The task management engine then analyzes which data elements are missing or need verification and automatically creates or updates tasks in the task pool to collect required information or to perform verification steps. A user (or external system) then retrieves the task from the task pool, inputs/edits data, or completes a verification or validation step, which updates the relevant data elements in the transaction.

Once a data element is edited, its status changes to “edited”, and anything that depends on it may be re-computed or re-verified by the task management engine. If a “verification task” is completed, the data element can become “verified” (assuming its prerequisites are also verified or default).

After a data element changes, any data computation methods referencing that element are re-evaluated, updating other dependent data elements and potentially triggering new tasks (e.g., if a newly computed value also requires verification). Some tasks may be automatically marked complete once they are no longer relevant.

The task management engine continues until the overall transaction objectives are met (e.g., final decision outcome). The final “verified” status of key data elements indicates that all required verifications and authorizations have been completed.

Example Data Computation Method

FIG. 2B shows example interactions between data computation methods of various types in the task management operation.

FIG. 3A shows example data computation methods 106a-106d. In FIG. 3A, the data computation methods 106a-106d (shown as C.M. #1-C.M. #4) each encodes the logic for the decision-making process and the underlying workflow in a data computation structure. Complex workflow and decisions with multiple possible outcomes and outcome states may be encoded as a directed graph, decision tree, look-up table, and other data object described herein—as a data computation method to which paths (i) in the logic encoded in the data computation method and (ii) corresponding to the flow of data gathering and verification processes, are determined and re-determined by the platform. The data computation structure can be a collection of data computation methods, i.e., decision tree, directed graph, table, and standalone formula, as shown below.

Data computation methods (e.g., 106a-106d) in the structure may produce conflicting/different decision outcomes 109. Multiple values are not allowed in a decision outcome data element. A “fusion” module can take intermediate decision outcomes from multiple data computation methods and generate a more robust single decision outcome. Examples of the operation of the fusion module may be based on the most conservative outcome, majority vote wins, overrides, decision outcome grid, etc.

In some embodiments, data computation methods are organized in sequential order; that is, an intermediate decision outcome can be defined as an input to the next data computation method. The organization order denotes that later-defined methods dominate the previous ones.

Example Data Computation Method #1. Computation of data elements can be defined as an algebraic equation, an assignment (in programming language style), a function, or a formula containing the references to the value of other data elements.
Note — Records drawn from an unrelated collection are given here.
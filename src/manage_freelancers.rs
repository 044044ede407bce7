use crate::confirm::Confirm;
use crate::manage_accounts::{block_action, block_request, ACCOUNT_STATUS};
use crate::pipeline::{EnrichReport, EnrichmentPipeline, MutationOutcome, PipelineConfig};
use crate::services::{BackendService, ServiceResult, ViewContext};
use crate::session::SessionStore;
use crate::sources::{SourceTable, FREELANCER_FIELDS_SOURCE};
use crate::views::{load_into, mutate_into, render_into, FanOut, ViewKind};

pub fn freelancer_config() -> PipelineConfig {
    PipelineConfig::new("/influ/all")
        .with_id_fields(&["userId", "_id"])
        .with_discriminator("role", Some("freelancer"))
        .with_display_name_fields(&["fullName", "name", "email"])
        .with_resolver(SourceTable::marketplace())
        .with_extra(FREELANCER_FIELDS_SOURCE)
        .with_companion(ACCOUNT_STATUS)
}

/// Freelancer profiles with their account status, profile detail and tags.
pub struct FreelancerManager<B: BackendService> {
    pipeline: EnrichmentPipeline<B>,
}

impl<B: BackendService> FreelancerManager<B> {
    pub fn new(backend: B) -> Self {
        Self {
            pipeline: EnrichmentPipeline::new(backend, freelancer_config()),
        }
    }

    pub fn pipeline(&self) -> &EnrichmentPipeline<B> {
        &self.pipeline
    }

    pub async fn load(
        &mut self,
        ctx: &mut ViewContext,
        session: &dyn SessionStore,
    ) -> ServiceResult<EnrichReport> {
        load_into(
            &mut self.pipeline,
            ctx,
            session,
            ViewKind::Freelancers,
            FanOut::Streaming,
        )
        .await
    }

    pub fn render(&self, ctx: &mut ViewContext, query: &str) {
        render_into(&self.pipeline, ctx, ViewKind::Freelancers, query);
    }

    pub async fn set_blocked(
        &mut self,
        ctx: &mut ViewContext,
        session: &dyn SessionStore,
        confirm: &dyn Confirm,
        user_id: &str,
        blocked: bool,
    ) -> ServiceResult<MutationOutcome> {
        mutate_into(
            &mut self.pipeline,
            ctx,
            session,
            confirm,
            ViewKind::Freelancers,
            block_action(blocked),
            block_request(user_id, blocked),
        )
        .await
    }
}

#[cfg(test)]
mod tests {
    use super::*;
    use crate::confirm::Confirmation;
    use crate::services::{AdminError, BackendResponse, InMemoryBackend, Method};
    use crate::session::MemorySession;
    use serde_json::json;

    #[tokio::test]
    async fn profiles_get_status_detail_and_tags() {
        let backend = InMemoryBackend::new_with_sample();
        let session = MemorySession::with_token("jwt");
        let mut ctx = ViewContext::default();
        let mut freelancers = FreelancerManager::new(backend);
        let report = freelancers.load(&mut ctx, &session).await.unwrap();
        assert_eq!(report.requested, 4);
        assert_eq!(report.merged, 4);

        let list = ctx.context.list("freelancer_list");
        assert_eq!(list[0]["userId"], "u-100");
        assert_eq!(list[0]["isBlocked"], false);
        assert_eq!(list[0]["city"], "Hanoi");
        assert_eq!(list[0]["fields"], json!([{ "name": "Beauty" }, { "name": "Travel" }]));
        assert_eq!(list[1]["isBlocked"], true);
        assert_eq!(list[1]["fields"], json!([{ "name": "Food" }]));
    }

    #[tokio::test]
    async fn missing_tags_do_not_hide_profile_detail() {
        let backend = InMemoryBackend::new_with_sample();
        backend.break_route(Method::Get, "/field/get-all-field-of-influ/u-100");
        let session = MemorySession::with_token("jwt");
        let mut ctx = ViewContext::default();
        let mut freelancers = FreelancerManager::new(backend);
        let report = freelancers.load(&mut ctx, &session).await.unwrap();
        assert_eq!(report.failed, 1);
        assert!(!ctx.has_errors());

        let list = ctx.context.list("freelancer_list");
        assert_eq!(list[0]["city"], "Hanoi");
        assert!(list[0].get("fields").is_none());
    }

    #[tokio::test]
    async fn unauthorized_combined_fetch_clears_session() {
        let backend = InMemoryBackend::new_with_sample();
        backend.respond(
            Method::Get,
            "/user/all",
            BackendResponse::new(401, json!({ "message": "jwt expired" })),
        );
        let session = MemorySession::with_token("jwt");
        let mut ctx = ViewContext::default();
        let mut freelancers = FreelancerManager::new(backend.clone());
        let err = freelancers.load(&mut ctx, &session).await.unwrap_err();
        assert_eq!(err, AdminError::Unauthorized);
        assert!(!session.is_active());
        assert!(ctx.context.bool("login_required"));
        assert!(freelancers.pipeline().is_empty());
        assert_eq!(
            backend.request_count(Method::Get, "/influ/get-influ-by-userId/u-100"),
            0
        );
    }

    #[tokio::test]
    async fn block_keeps_profile_listed() {
        let backend = InMemoryBackend::new_with_sample();
        let session = MemorySession::with_token("jwt");
        let mut ctx = ViewContext::default();
        let mut freelancers = FreelancerManager::new(backend);
        freelancers.load(&mut ctx, &session).await.unwrap();
        freelancers
            .set_blocked(&mut ctx, &session, &Confirmation::Accepted, "u-100", true)
            .await
            .unwrap();
        assert_eq!(freelancers.pipeline().len(), 2);
        let list = ctx.context.list("freelancer_list");
        assert_eq!(list[0]["isBlocked"], true);
        assert_eq!(list[0]["city"], "Hanoi");
    }
}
FIG. 3B shows an example computation of data elements using algebraic equations and formulas in programming language style.

In FIG. 3B, the computation method can define data dependency among data elements, not only in a static relationship but in a dynamic way, as some dependency may change as the value of some data element changes.

Discrete structures such as graphs, trees, and tables can be used to define data computation methods for one or many data elements altogether. FIG. 3C shows an example computation of data elements using a tree structure.

Structures such as multilayered decision trees with thousands of nodes and simultaneous computation of many data elements can also define data computation methods. FIG. 3D shows an example computation of data elements using a multilayered decision tree.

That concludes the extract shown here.